Female Sprague-Dawley rats were given by stomach tube 7,12-dimethylbenz[a]
anthracene [(DMBA) CAS: 57-97-6] on the 77th day of age at the rate of 1.6 mg/100 g
body weight, or
procarbazine [(PCZ) CAS: 671-16-9] on the 84th day of age at the rate of 10 mg/100 g
body weight, or 0.5 Gy of total-body x-rays on the 91st day of age, singly or in all possible combinations or no treatment. All rats were studied for mammary
carcinogenesis for 370 days after the 84th day of age. Three measures of mammary
carcinogenesis were studied. These were the incidence of rats with mammary
adenocarcinomas, or mammary
fibroadenomas, or mammary
neoplasia of either type. Each of these measures was studied also for rats with 2 or more or 3 or more
mammary neoplasms.

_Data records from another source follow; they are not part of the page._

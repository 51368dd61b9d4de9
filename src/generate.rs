//! Autoregressive Generation
//!
//! Starting from a seed sequence, repeatedly:
//!
//! 1. crop the sequence to its last `context_length` tokens,
//! 2. run the model in inference mode,
//! 3. divide the logits of the final position by the temperature,
//! 4. softmax and sample one token,
//! 5. append it.
//!
//! Generation stops after exactly `max_new_tokens` tokens; there is no
//! end-of-text token. All randomness comes from the caller's generator, so a
//! fixed seed reproduces the same text.
//!
//! ## Temperature
//!
//! - `< 1.0`: sharper distribution, closer to arg-max
//! - `= 1.0`: the model's distribution
//! - `> 1.0`: flatter distribution, more diverse output

use crate::config::validate_temperature;
use crate::error::{ModelError, Result};
use crate::layers::Mode;
use crate::model::Gpt;
use crate::tensor::softmax_in_place;
use crate::vocab::Vocabulary;
use rand::Rng;
use rand_distr::{weighted::WeightedIndex, Distribution};

/// Extend `seed` by `max_new_tokens` sampled ids.
///
/// Returns the seed followed by the generated ids.
///
/// # Errors
///
/// - [`ModelError::Shape`] for an empty seed
/// - [`ModelError::Config`] for a non-positive temperature
/// - [`ModelError::TokenOutOfRange`] if the seed holds an invalid id
/// - [`ModelError::NonFinite`] / [`ModelError::Sampling`] if the model
///   produces an unusable distribution
pub fn generate<R: Rng + ?Sized>(
    model: &Gpt,
    seed: &[usize],
    max_new_tokens: usize,
    temperature: f32,
    rng: &mut R,
) -> Result<Vec<usize>> {
    if seed.is_empty() {
        return Err(ModelError::shape(
            "generation seed",
            "at least one token",
            "0 tokens",
        ));
    }
    validate_temperature(temperature)?;

    let context_length = model.config().context_length;
    let mut tokens = Vec::with_capacity(seed.len() + max_new_tokens);
    tokens.extend_from_slice(seed);

    for _ in 0..max_new_tokens {
        let start = tokens.len().saturating_sub(context_length);
        let window = [tokens[start..].to_vec()];
        let (logits, _) = model.forward(&window, None, Mode::Eval, rng)?;
        let last = logits.row(logits.rows() - 1);
        tokens.push(sample_next(last, temperature, rng)?);
    }

    Ok(tokens)
}

/// Encode `prompt`, generate, and decode the full sequence back to text.
pub fn generate_text<R: Rng + ?Sized>(
    model: &Gpt,
    vocab: &Vocabulary,
    prompt: &str,
    max_new_tokens: usize,
    temperature: f32,
    rng: &mut R,
) -> Result<String> {
    let seed = vocab.encode(prompt)?;
    let ids = generate(model, &seed, max_new_tokens, temperature, rng)?;
    vocab.decode(&ids)
}

/// Sample one id from `softmax(logits / temperature)`.
pub fn sample_next<R: Rng + ?Sized>(logits: &[f32], temperature: f32, rng: &mut R) -> Result<usize> {
    let mut probs: Vec<f32> = logits.iter().map(|&l| l / temperature).collect();
    softmax_in_place(&mut probs);
    let dist = WeightedIndex::new(&probs).map_err(|e| {
        ModelError::Sampling(format!("cannot sample from next-token distribution: {e}"))
    })?;
    Ok(dist.sample(rng))
}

Assessment of possible interaction among the three
carcinogens with regard to the incidence of
neoplasms was done by time-independent or time-dependent methods, both of which gave remarkably consistent results. For rats with 1 or more
adenocarcinomas, 1 or more
fibroadenomas, or 1 or more
adenocarcinomas and/or
fibroadenomas, both methods showed no interaction among the
carcinogens, which can, therefore, be considered to have produced additive effects. An exception to this finding of additivity was an apparent synergistic interaction between DMBA and PCZ when the measures of rats with 2 or more, or 3 or more
mammary neoplasms of either type, or 3 or more
fibroadenomas were analyzed; these analyses, however, were based on relatively small numbers of rats with multiple
tumors. Since no interactions were found for the usual measure of
carcinogenesis, namely, incidence of rats with 1 or more
neoplasms, the overall conclusion is that DMBA, PCZ, and x-ray act additively in the induction of
mammary neoplasms in the female Sprague-Dawley rat.